Digital tools may encourage interactivity in co-creation of public spaces. They can support public debates, exchanging views, interpreting urban information, and enabling participants to express their creativity. They provide a variety of entry points to consultation and transparency around decision-making processes. The application of digital tools can provide a convenient and flexible way to co-create public spaces. These tools allow people to choose the appropriate methodology for the project that can be designed for a specific purpose at convenient time and place for participation, while at the same time respecting people’s privacy. They assist in overcoming distance, to move through different layers of spaces and time. They can create boundaries, memories and read/write publishing spaces.
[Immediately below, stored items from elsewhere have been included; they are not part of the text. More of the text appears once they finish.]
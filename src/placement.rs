//! Viewport-aware placement for the inline field menu.
//!
//! The overlay prefers to sit directly under the anchor field. When it would
//! overflow the bottom of the viewport it flips above the anchor, and when
//! neither side has room it picks whichever side has strictly more remaining
//! space and accepts the clipping. The heuristic is greedy and non-iterative:
//! the chosen fallback is not re-checked for fit.

use crate::geometry::{Position, Rect, Size};

/// Compute the overlay's top/left position relative to an anchor rectangle.
///
/// # Arguments
/// * `anchor` - bounding rectangle of the form field the overlay attaches to
/// * `overlay` - current rendered size of the overlay
/// * `viewport` - visible viewport size
pub fn compute_position(anchor: Rect, overlay: Size, viewport: Size) -> Position {
    let mut top = anchor.bottom;
    let mut left = anchor.left;

    // Clamp right edge
    if left + overlay.width > viewport.width {
        left = (viewport.width - overlay.width).max(0.0);
    }

    // If the overlay overflows the bottom, show above the anchor instead
    if top + overlay.height > viewport.height {
        let above = anchor.top - overlay.height;
        if above >= 0.0 {
            top = above;
        } else {
            // No room on either side: prefer the side with strictly more
            // remaining space, below winning ties. Clipping is accepted.
            let space_above = anchor.top;
            let space_below = viewport.height - anchor.bottom;
            top = if space_above > space_below {
                (anchor.top - overlay.height).max(0.0)
            } else {
                anchor.bottom
            };
        }
    }

    Position { top, left }
}
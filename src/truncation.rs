//! Height budgeting for the inline menu when the anchor sits near the bottom
//! of the page content.
//!
//! When the room between the anchor and the bottom of the content container is
//! tight, the embedded menu is told to cap its own height and scroll
//! internally. The budget is delivered as a render-time hint; a `None` result
//! means the menu may use its natural height.

use crate::geometry::Rect;

/// Below this much free space the menu renders in truncated mode.
const TRUNCATION_THRESHOLD: f64 = 300.0;

/// Very tight spaces get extra headroom so a minimal usable menu still fits.
const TIGHT_SPACE: f64 = 100.0;
const TIGHT_HEADROOM: f64 = 80.0;

/// Decide whether the inline menu must render height-constrained.
///
/// `anchor` is the form field's rectangle, `container` the page content
/// container (typically the document body). Returns the pixel budget for the
/// menu, or `None` when the menu can render at natural height.
pub fn estimate_truncated_height(anchor: Rect, container: Rect) -> Option<f64> {
    let space = container.bottom - anchor.bottom;

    if space < 0.0 || space >= TRUNCATION_THRESHOLD {
        return None;
    }

    if space < TIGHT_SPACE {
        Some(space + TIGHT_HEADROOM)
    } else {
        Some(space)
    }
}
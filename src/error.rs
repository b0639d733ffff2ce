//! Error types and logging helpers.
//!
//! Nothing in this subsystem is fatal to the host page: every failure mode
//! degrades to "overlay does not appear" or "overlay closes". Errors exist to
//! be logged, not propagated to the user.

use thiserror::Error;
use tracing::{error, warn};

/// Errors raised while driving the overlay.
#[derive(Error, Debug)]
pub enum OverlayError {
    #[error("overlay host node creation failed: {0}")]
    NodeCreation(String),

    #[error("failed to decode protocol payload: {0}")]
    ProtocolParse(#[from] serde_json::Error),
}

/// Extension trait for silent error logging with caller location tracking.
/// Use when the operation is recoverable and the user doesn't need to know.
pub trait ResultExt<T> {
    /// Log the error and return `None`. Use for recoverable failures.
    fn log_err(self) -> Option<T>;
    /// Log as a warning and return `None`. Use for expected failures.
    fn warn_on_err(self) -> Option<T>;
}

impl<T, E: std::fmt::Debug> ResultExt<T> for Result<T, E> {
    #[track_caller]
    fn log_err(self) -> Option<T> {
        match self {
            Ok(value) => Some(value),
            Err(err) => {
                let caller = std::panic::Location::caller();
                error!(
                    error = ?err,
                    file = caller.file(),
                    line = caller.line(),
                    "Operation failed"
                );
                None
            }
        }
    }

    #[track_caller]
    fn warn_on_err(self) -> Option<T> {
        match self {
            Ok(value) => Some(value),
            Err(err) => {
                let caller = std::panic::Location::caller();
                warn!(
                    error = ?err,
                    file = caller.file(),
                    line = caller.line(),
                    "Operation had warning"
                );
                None
            }
        }
    }
}
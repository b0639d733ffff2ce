//! Host Listener Coordinator.
//!
//! The host-page listeners (scroll, outside-click, key navigation, protocol
//! messages) are installed at most once across the controller's entire
//! lifetime, not once per overlay. Repeated open/close cycles therefore never
//! accumulate listeners; re-initialization reuses the bindings installed on
//! first use.

use std::sync::atomic::{AtomicBool, Ordering};
use std::sync::Weak;

use tracing::debug;

use crate::controller::OverlayController;
use crate::host::PageEvent;

/// One-shot latch guarding page listener installation.
pub struct ListenerCoordinator {
    installed: AtomicBool,
}

impl ListenerCoordinator {
    pub fn new() -> Self {
        ListenerCoordinator {
            installed: AtomicBool::new(false),
        }
    }

    pub fn is_installed(&self) -> bool {
        self.installed.load(Ordering::SeqCst)
    }

    /// Run `install` the first time this is called; every later call is a
    /// no-op.
    pub fn install_once<F: FnOnce()>(&self, install: F) {
        if self.installed.swap(true, Ordering::SeqCst) {
            return;
        }
        debug!("Installing host-page listeners");
        install();
    }
}

impl Default for ListenerCoordinator {
    fn default() -> Self {
        Self::new()
    }
}

/// Build the page listener closure handed to the host. Holds the controller
/// weakly so a dropped controller turns events into no-ops instead of keeping
/// it alive through the host's listener registry.
pub fn forwarding_listener(controller: Weak<OverlayController>) -> Box<dyn Fn(PageEvent)> {
    Box::new(move |event| {
        if let Some(controller) = controller.upgrade() {
            controller.handle_page_event(event);
        }
    })
}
There are challenges of management, both personal and digital, in using IT tools for the co-creation of public places. Online co-creation processes require an experienced moderator as well as a manager and a facilitator. There are differences in participant confidence which should be considered when engaging different stakeholders in co- creation processes. Cybersecurity, targeted filtering, fake information, gender and racial bias embedded into various digital algorithms are challenges that should be addressed. Exclusion from communications and lack of ICT access, defined as service exclusion and considered as a dimension of social exclusion, are also known under the label ‘digital divide’ and should be resolved at the government level (Sinclair et al. 2007). There is evidence that lack of access to ICT can foster disadvantages “in a direct way, relating to access to services and opportunities or indirect way, relating to local relationships and social capital” (Servon and Nelson 2001; Pantazis et al. 2006). Unaffordable costs, lack of awareness and trust to go online, luck of digital skills and communications literacy can lead to self-exclusion (GOV. UK 2014). These individuals are unable to participate in normal social life are “condition of ‘partial citizenship” (Sinclair et al. 2007).
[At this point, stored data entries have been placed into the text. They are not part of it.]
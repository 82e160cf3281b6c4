//! Built-in lighting parameter records, one per device kind.

/// Default lighting parameters for one device kind. Records are immutable
/// once the catalog is built; the resolver copies them before merging in
/// per-device overrides.
#[derive(Clone, Debug, PartialEq)]
pub struct LightDef {
    /// Kinds marked disabled are skipped by the projected-light path unless a
    /// device opts back in.
    pub disabled: bool,
    /// Projected texture id. Only the red channel is sampled.
    pub texture: String,
    /// Texture used when casting shadows. Usually has a bigger light spot.
    pub spot_texture: String,
    /// How much the texture itself is rotated, in degrees.
    pub texture_rotation: f32,
    /// Angle of the projected light cone, in degrees. 136 is the largest that
    /// renders reliably when shadows are cast.
    pub cone_angle: f32,
    /// Bloom multiplier.
    pub bloom: f32,
    /// Extra intensity coefficient.
    pub intensity: f32,
    /// How far the light origin is moved forward, in meters, so the fixture
    /// model doesn't shadow its own light.
    pub forward: f32,
    /// How far the light origin is moved left, in meters.
    pub left: f32,
    /// How far the light origin is moved up, in meters.
    pub up: f32,
    /// How far the light is rotated, in degrees. Points corner fixtures away
    /// from their model-space forward.
    pub rotation: f32,
    /// How much of the point light to keep, 0 to 1. 0 drops the point light
    /// entirely, 1 drops the projector.
    pub mix: f32,
    /// Whether devices of this kind cast shadows by default.
    pub cast_shadows: bool,
    /// Max distance shadows render at, in meters.
    pub shadow_range: f32,
}

impl LightDef {
    /// The fallback record used for kinds the catalog doesn't know. Every
    /// named record is derived from this one via struct update, overriding
    /// only the fields that differ.
    pub fn generic() -> LightDef {
        LightDef {
            disabled: false,
            texture: "textures/particles/glare_interior.dds".into(),
            spot_texture: "textures/sunglare/sun_circle.dds".into(),
            texture_rotation: 90.0,
            cone_angle: 178.0,
            bloom: 5.0,
            intensity: 3.0,
            forward: 0.0,
            left: 0.0,
            up: 0.0,
            rotation: 0.0,
            mix: 0.0,
            cast_shadows: false,
            shadow_range: 50.0,
        }
    }
}

pub(crate) fn builtin_defs() -> Vec<(&'static str, LightDef)> {
    vec![
        // Large-grid fixtures
        (
            "LargeBlockInsetLight",
            LightDef {
                texture: "textures/lights/reflector_2.dds".into(),
                cone_angle: 163.0,
                forward: 0.813,
                bloom: 15.0,
                intensity: 7.0,
                mix: 0.06,
                ..LightDef::generic()
            },
        ),
        (
            "SmallLight",
            LightDef {
                texture: "textures/particles/firefly.dds".into(),
                cone_angle: 157.0,
                forward: -1.122,
                bloom: 10.0,
                intensity: 5.0,
                mix: 0.1,
                ..LightDef::generic()
            },
        ),
        (
            "LargeBlockLight_1corner",
            LightDef {
                texture: "textures/particles/particle_glare.dds".into(),
                cone_angle: 173.0,
                rotation: -45.0,
                texture_rotation: 28.0,
                forward: -1.54,
                bloom: 10.0,
                intensity: 5.0,
                mix: 0.03,
                ..LightDef::generic()
            },
        ),
        (
            "LargeBlockLight_2corner",
            LightDef {
                texture: "textures/lights/dual_reflector_2.dds".into(),
                cone_angle: 170.0,
                forward: -1.249,
                texture_rotation: 0.0,
                bloom: 10.0,
                intensity: 7.0,
                mix: 0.15,
                ..LightDef::generic()
            },
        ),
        (
            "LargeLightPanel",
            LightDef {
                cone_angle: 178.0,
                forward: -1.155,
                bloom: 3.0,
                intensity: 9.0,
                ..LightDef::generic()
            },
        ),
        (
            "PassageSciFiLight",
            LightDef {
                texture: "textures/lights/reflector_2.dds".into(),
                spot_texture: "textures/lights/reflector_2.dds".into(),
                cone_angle: 141.0,
                forward: -1.032,
                bloom: 5.0,
                intensity: 6.0,
                ..LightDef::generic()
            },
        ),
        (
            "AirDuctLight",
            LightDef {
                texture: "textures/particles/particle_glare.dds".into(),
                spot_texture: "textures/particles/particle_glare.dds".into(),
                cone_angle: 154.0,
                forward: -0.249,
                rotation: 90.0,
                texture_rotation: 0.0,
                bloom: 100.0,
                intensity: 10.0,
                mix: 1.0,
                ..LightDef::generic()
            },
        ),
        (
            "LargeBlockInsetAquarium",
            LightDef {
                texture: "textures/sunglare/sun_circle.dds".into(),
                cone_angle: 150.0,
                forward: -0.96,
                left: -0.75,
                rotation: 50.0,
                bloom: 0.5,
                intensity: 2.5,
                mix: 0.4,
                cast_shadows: true,
                ..LightDef::generic()
            },
        ),
        (
            "LargeBlockInsetKitchen",
            LightDef {
                cone_angle: 179.0,
                forward: -0.265,
                left: -0.95,
                rotation: -3.0,
                bloom: 3.0,
                intensity: 3.0,
                mix: 0.25,
                ..LightDef::generic()
            },
        ),
        // Small-grid fixtures
        (
            "SmallBlockInsetLight",
            LightDef {
                texture: "textures/lights/reflector_2.dds".into(),
                cone_angle: 163.0,
                forward: 0.13,
                rotation: -2.0,
                bloom: 15.0,
                intensity: 3.0,
                mix: 0.1,
                ..LightDef::generic()
            },
        ),
        (
            "SmallBlockSmallLight",
            LightDef {
                texture: "textures/lights/reflector_2.dds".into(),
                cone_angle: 163.0,
                forward: -1.123,
                bloom: 10.0,
                intensity: 3.0,
                mix: 0.1,
                ..LightDef::generic()
            },
        ),
        (
            "SmallBlockLight_1corner",
            LightDef {
                texture: "textures/lights/reflector_2.dds".into(),
                cone_angle: 163.0,
                rotation: 45.0,
                forward: -0.27,
                bloom: 21.3,
                intensity: 4.0,
                ..LightDef::generic()
            },
        ),
        (
            "SmallBlockLight_2corner",
            LightDef {
                cone_angle: 178.0,
                forward: -0.249,
                bloom: 13.0,
                intensity: 1.5,
                mix: 0.1,
                ..LightDef::generic()
            },
        ),
        (
            "OffsetLight",
            LightDef {
                texture: "textures/particles/light_ray.dds".into(),
                spot_texture: "textures/particles/light_ray.dds".into(),
                cone_angle: 114.0,
                forward: -0.249,
                bloom: 200.0,
                intensity: 10.0,
                mix: 0.05,
                ..LightDef::generic()
            },
        ),
        (
            "SmallLightPanel",
            LightDef {
                cone_angle: 175.8,
                forward: -0.249,
                texture_rotation: 130.0,
                bloom: 4.6,
                intensity: 9.0,
                ..LightDef::generic()
            },
        ),
    ]
}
4 Discussion and Conclusions
The co-creation of public open space is a way to engage different stakeholders with the everyday urban environment, based on equality, diversity and social cohesion. To appropriately address all the complexities of public space development, it should be considered a multi staged process, involving all phases of spatial development. That means addressing all types of related collaboration activities, including citizen engagement, sharing and interpreting information, co-learning, collaborating, expressing opinions, defining priorities, refining ideas, making decisions, creating common values, implementing solutions, monitoring, etc. In this way, positive outcomes of co-creation in public spaces exceed features of the final product, a spatial solution. It has a very strong potential to enrich the community life by creating interaction between the community members, to develop a local sense of place through active engagement with it, as well reducing vandalism and urban alienation.
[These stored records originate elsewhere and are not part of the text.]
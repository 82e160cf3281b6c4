use glint_ini::IniDoc;
use glint_lights::Catalog;
use glint_resolve::{FloatField, SECTION, resolve, set_float};
use proptest::prelude::*;

const FIELDS: [FloatField; 5] = [
    FloatField::Bloom,
    FloatField::Forward,
    FloatField::Rotation,
    FloatField::Mix,
    FloatField::ShadowRange,
];

fn field() -> impl Strategy<Value = FloatField> {
    (0..FIELDS.len()).prop_map(|i| FIELDS[i])
}

// In-range values for every field in FIELDS, quantized to the 3-decimal
// persistence grid so round-trips are exact.
fn stored_value(f: FloatField) -> BoxedStrategy<f32> {
    let range = match f {
        FloatField::Bloom => 0.1f32..200.0,
        FloatField::Mix => 0.0f32..1.0,
        FloatField::ShadowRange => 5.0f32..200.0,
        _ => -5.0f32..5.0,
    };
    range.prop_map(|v| (v * 1000.0).round() / 1000.0).boxed()
}

fn field_and_value() -> impl Strategy<Value = (FloatField, f32)> {
    field().prop_flat_map(|f| stored_value(f).prop_map(move |v| (f, v)))
}

fn kind() -> impl Strategy<Value = &'static str> {
    prop_oneof![
        Just("SmallLight"),
        Just("AirDuctLight"),
        Just("LargeBlockInsetAquarium"),
        Just("SomethingUnknown"),
    ]
}

proptest! {
    // set followed by resolve yields the written value, unless the value was
    // the default, in which case the key stays absent and the default rules.
    #[test]
    fn set_then_resolve_round_trips((f, v) in field_and_value(), k in kind()) {
        let catalog = Catalog::builtin();
        let default = glint_resolve::default_float(&catalog, k, f);
        match set_float(&catalog, k, "", f, v) {
            Some(text) => {
                let got = glint_resolve::get_float(&catalog, k, &text, f);
                prop_assert!((got - v).abs() < 1e-3, "got {}, wrote {}", got, v);
            }
            None => {
                // Only a default-valued write is a no-op on an empty blob.
                prop_assert!((v - default).abs() < 1e-3);
                prop_assert_eq!(glint_resolve::get_float(&catalog, k, "", f), default);
            }
        }
    }

    // Applying the same write twice equals applying it once.
    #[test]
    fn writeback_is_idempotent(f in field(), k in kind(), raw in -300.0f32..300.0) {
        let catalog = Catalog::builtin();
        let v = (raw * 1000.0).round() / 1000.0;
        if let Some(text) = set_float(&catalog, k, "", f, v) {
            prop_assert_eq!(set_float(&catalog, k, &text, f, v), None);
        }
    }

    // A write never disturbs foreign sections or unrecognized keys.
    #[test]
    fn writeback_preserves_foreign_text(f in field(), k in kind(), raw in -300.0f32..300.0) {
        let catalog = Catalog::builtin();
        let blob = "pilot note\n[Nav]\nBeacon=4\n";
        if let Some(text) = set_float(&catalog, k, blob, f, raw) {
            prop_assert!(text.starts_with(blob));
        }
    }

    // resolve never panics and always lands inside its invariants.
    #[test]
    fn resolve_is_total(k in kind(), text in "\\PC{0,60}") {
        let catalog = Catalog::builtin();
        let def = resolve(&catalog, k, &text);
        prop_assert!((0.0..=1.0).contains(&def.mix));
        prop_assert!(def.cone_angle <= 180.0);
        if def.cast_shadows {
            prop_assert!(def.cone_angle <= 136.0);
        }
        prop_assert!(def.bloom > 0.0);
    }

    // The override section stays minimal: a value set back to its default
    // leaves no trace of the section behind.
    #[test]
    fn default_write_erases_the_section(f in field(), k in kind()) {
        let catalog = Catalog::builtin();
        let default = glint_resolve::default_float(&catalog, k, f);
        let text = set_float(&catalog, k, "", f, default + 1.5)
            .expect("off-default write should change the blob");
        let cleared = set_float(&catalog, k, &text, f, default)
            .expect("returning to default should change the blob");
        let doc = IniDoc::parse(&cleared);
        prop_assert!(!doc.has_key(SECTION, f.key()));
        prop_assert!(!doc.has_section(SECTION));
    }
}
//! Declarative control surface for the resolvable fields. A UI layer walks
//! [`CONTROLS`] and binds each entry to the field accessors; nothing here
//! renders anything.

use glint_lights::Catalog;

use crate::{BoolField, FloatField, get_bool, get_float, get_texture, set_float, set_texture};

#[derive(Clone, Copy, Debug)]
pub struct SliderLimits {
    pub min: f32,
    pub max: f32,
    /// Logarithmic steps for multiplicative quantities (bloom), linear for
    /// additive ones (angles, offsets).
    pub logarithmic: bool,
}

#[derive(Clone, Copy, Debug)]
pub enum Binding {
    Toggle(BoolField),
    Slider {
        field: FloatField,
        limits: SliderLimits,
        /// Display units per stored unit. Mix is stored 0..1 and shown 0..100.
        scale: f32,
        decimals: usize,
        unit: &'static str,
    },
    TextureCombo,
}

#[derive(Clone, Copy, Debug)]
pub struct Control {
    pub id: &'static str,
    pub label: &'static str,
    pub binding: Binding,
}

pub const CONTROLS: &[Control] = &[
    Control {
        id: "ProjectedLightsEnabled",
        label: "Projected light",
        binding: Binding::Toggle(BoolField::Enabled),
    },
    Control {
        id: "Mix",
        label: "Point light mix",
        binding: Binding::Slider {
            field: FloatField::Mix,
            limits: SliderLimits { min: 0.0, max: 100.0, logarithmic: false },
            scale: 100.0,
            decimals: 0,
            unit: "%",
        },
    },
    Control {
        id: "Bloom",
        label: "Bloom",
        binding: Binding::Slider {
            field: FloatField::Bloom,
            limits: SliderLimits { min: 0.1, max: 200.0, logarithmic: true },
            scale: 1.0,
            decimals: 1,
            unit: "",
        },
    },
    Control {
        id: "Intensity",
        label: "Intensity",
        binding: Binding::Slider {
            field: FloatField::Intensity,
            limits: SliderLimits { min: 0.0, max: 10.0, logarithmic: false },
            scale: 1.0,
            decimals: 1,
            unit: "",
        },
    },
    Control {
        id: "CastShadows",
        label: "Cast shadows",
        binding: Binding::Toggle(BoolField::CastShadows),
    },
    Control {
        id: "ShadowRange",
        label: "Shadow range",
        binding: Binding::Slider {
            field: FloatField::ShadowRange,
            limits: SliderLimits { min: 5.0, max: 200.0, logarithmic: false },
            scale: 1.0,
            decimals: 1,
            unit: " m",
        },
    },
    Control {
        id: "ConeAngle",
        label: "Cone angle",
        binding: Binding::Slider {
            field: FloatField::ConeAngle,
            limits: SliderLimits { min: 0.0, max: 180.0, logarithmic: false },
            scale: 1.0,
            decimals: 1,
            unit: " \u{b0}",
        },
    },
    Control {
        id: "Texture",
        label: "Texture",
        binding: Binding::TextureCombo,
    },
    Control {
        id: "TextureRotation",
        label: "Texture rotation",
        binding: Binding::Slider {
            field: FloatField::TextureRotation,
            limits: SliderLimits { min: -180.0, max: 180.0, logarithmic: false },
            scale: 1.0,
            decimals: 1,
            unit: " \u{b0}",
        },
    },
    Control {
        id: "Rotation",
        label: "Rotation",
        binding: Binding::Slider {
            field: FloatField::Rotation,
            limits: SliderLimits { min: -180.0, max: 180.0, logarithmic: false },
            scale: 1.0,
            decimals: 1,
            unit: " \u{b0}",
        },
    },
    Control {
        id: "Forward",
        label: "Forward offset",
        binding: Binding::Slider {
            field: FloatField::Forward,
            limits: SliderLimits { min: -5.0, max: 5.0, logarithmic: false },
            scale: 1.0,
            decimals: 2,
            unit: " m",
        },
    },
    Control {
        id: "Left",
        label: "Left offset",
        binding: Binding::Slider {
            field: FloatField::Left,
            limits: SliderLimits { min: -5.0, max: 5.0, logarithmic: false },
            scale: 1.0,
            decimals: 2,
            unit: " m",
        },
    },
    Control {
        id: "Up",
        label: "Up offset",
        binding: Binding::Slider {
            field: FloatField::Up,
            limits: SliderLimits { min: -5.0, max: 5.0, logarithmic: false },
            scale: 1.0,
            decimals: 2,
            unit: " m",
        },
    },
];

impl Control {
    pub fn find(id: &str) -> Option<&'static Control> {
        CONTROLS.iter().find(|c| c.id == id)
    }

    /// Whether the control is operable for this device. Everything except the
    /// master toggle is gated on the resolved enabled flag; shadow range
    /// additionally needs the resolved shadow flag.
    pub fn is_enabled(&self, catalog: &Catalog, kind: &str, text: &str) -> bool {
        if matches!(self.binding, Binding::Toggle(BoolField::Enabled)) {
            return true;
        }
        if !get_bool(catalog, kind, text, BoolField::Enabled) {
            return false;
        }
        match self.binding {
            Binding::Slider { field: FloatField::ShadowRange, .. } => {
                get_bool(catalog, kind, text, BoolField::CastShadows)
            }
            _ => true,
        }
    }
}

/// Slider value in display units (mix comes back as a percentage).
pub fn slider_get(catalog: &Catalog, kind: &str, text: &str, control: &Control) -> Option<f32> {
    match control.binding {
        Binding::Slider { field, scale, .. } => {
            Some(get_float(catalog, kind, text, field) * scale)
        }
        _ => None,
    }
}

/// Slider default in display units, for "reset to default" affordances.
pub fn slider_default(catalog: &Catalog, kind: &str, control: &Control) -> Option<f32> {
    match control.binding {
        Binding::Slider { field, scale, .. } => {
            Some(crate::default_float(catalog, kind, field) * scale)
        }
        _ => None,
    }
}

/// Writes a slider edit back in display units. Returns the updated text when
/// the persisted value changed.
pub fn slider_set(
    catalog: &Catalog,
    kind: &str,
    text: &str,
    control: &Control,
    display_value: f32,
) -> Option<String> {
    match control.binding {
        Binding::Slider { field, scale, .. } => {
            set_float(catalog, kind, text, field, display_value / scale)
        }
        _ => None,
    }
}

/// Fixed-decimal display string with the control's unit suffix. Only sliders
/// carry numeric formatting; other controls render empty.
pub fn format_value(control: &Control, display_value: f32) -> String {
    match control.binding {
        Binding::Slider { decimals, unit, .. } => {
            format!("{display_value:.decimals$}{unit}")
        }
        Binding::Toggle(_) | Binding::TextureCombo => String::new(),
    }
}

/// Preset textures offered by the combo. The leading "Default" entry clears
/// the override; the trailing "(Customized)" entry represents a hand-edited
/// value and is never written.
pub const TEXTURE_PRESETS: &[(&str, &str)] = &[
    ("Default", ""),
    ("Narrow Spot", "textures/sunglare/sun_flare_anamorphic.dds"),
    ("Medium Spot", "textures/particles/anamorphic_flare.dds"),
    ("Wide Spot", "textures/particles/firefly.dds"),
    ("Soft Circle", "textures/sunglare/sun_circle.dds"),
    ("Hard Circle", "textures/gui/indicators/enemy_indicator_02.dds"),
    ("Soft Glare", "textures/particles/glare_interior.dds"),
    ("Hard Glare", "textures/particles/particle_glare.dds"),
    ("Rays", "textures/particles/light_ray.dds"),
    ("Grated", "textures/lights/reflector_large.dds"),
    ("Two Spots Merged", "textures/lights/dual_reflector.dds"),
    ("Two Spots Refracted", "textures/lights/dual_reflector_2.dds"),
    ("Two Spots", "textures/lights/dual_reflector_3.dds"),
    ("Directional", "textures/particles/engine_thrust_middle.dds"),
    ("(Customized)", ""),
];

/// Index of the combo entry matching the stored override: 0 when no override,
/// the last ("(Customized)") entry when the override matches no preset.
pub fn texture_preset_index(text: &str) -> usize {
    let stored = get_texture(text);
    if stored.is_empty() {
        return 0;
    }
    TEXTURE_PRESETS[1..TEXTURE_PRESETS.len() - 1]
        .iter()
        .position(|(_, id)| *id == stored)
        .map(|i| i + 1)
        .unwrap_or(TEXTURE_PRESETS.len() - 1)
}

/// Applies a combo selection. Selecting "(Customized)" is a no-op.
pub fn select_texture_preset(text: &str, index: usize) -> Option<String> {
    if index + 1 >= TEXTURE_PRESETS.len() {
        return None;
    }
    set_texture(text, TEXTURE_PRESETS[index].1)
}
However, it is difficult to involve diverse groups of people (e.g. academics, business people, non-profits, public servants, citizens) with different expectations regarding pace, style of work and timelines. The difference between experts and the general citizens, or between scholarly knowledge and informal knowledge, can also create conflicts and boundaries between stakeholders and undermine the legitimacy of the process. Any inequities that exist between groups of people involved should be balanced and effectively mitigated. Inclusive strategies for engaging hard-to-reach stakeholders, continuing dialogue, establishing partnerships and carrying out collaborative work should be introduced, while involving users in the process through workshops, user generated content, data collection, prototyping, or other activities, in order to get them engaged around the urban problem and suggest a solution.
This chapter argues that digital tools can be very useful to overcome different challenges of co-creation. They may provide different types of assistance for all age groups, contribute to equality and accessibility of co-creation process, enable learning new skills and promote healthier lifestyles. The overview of available digital tools proves there is a wide choice available for co-creation of public spaces, supporting either the whole process or its specific activities.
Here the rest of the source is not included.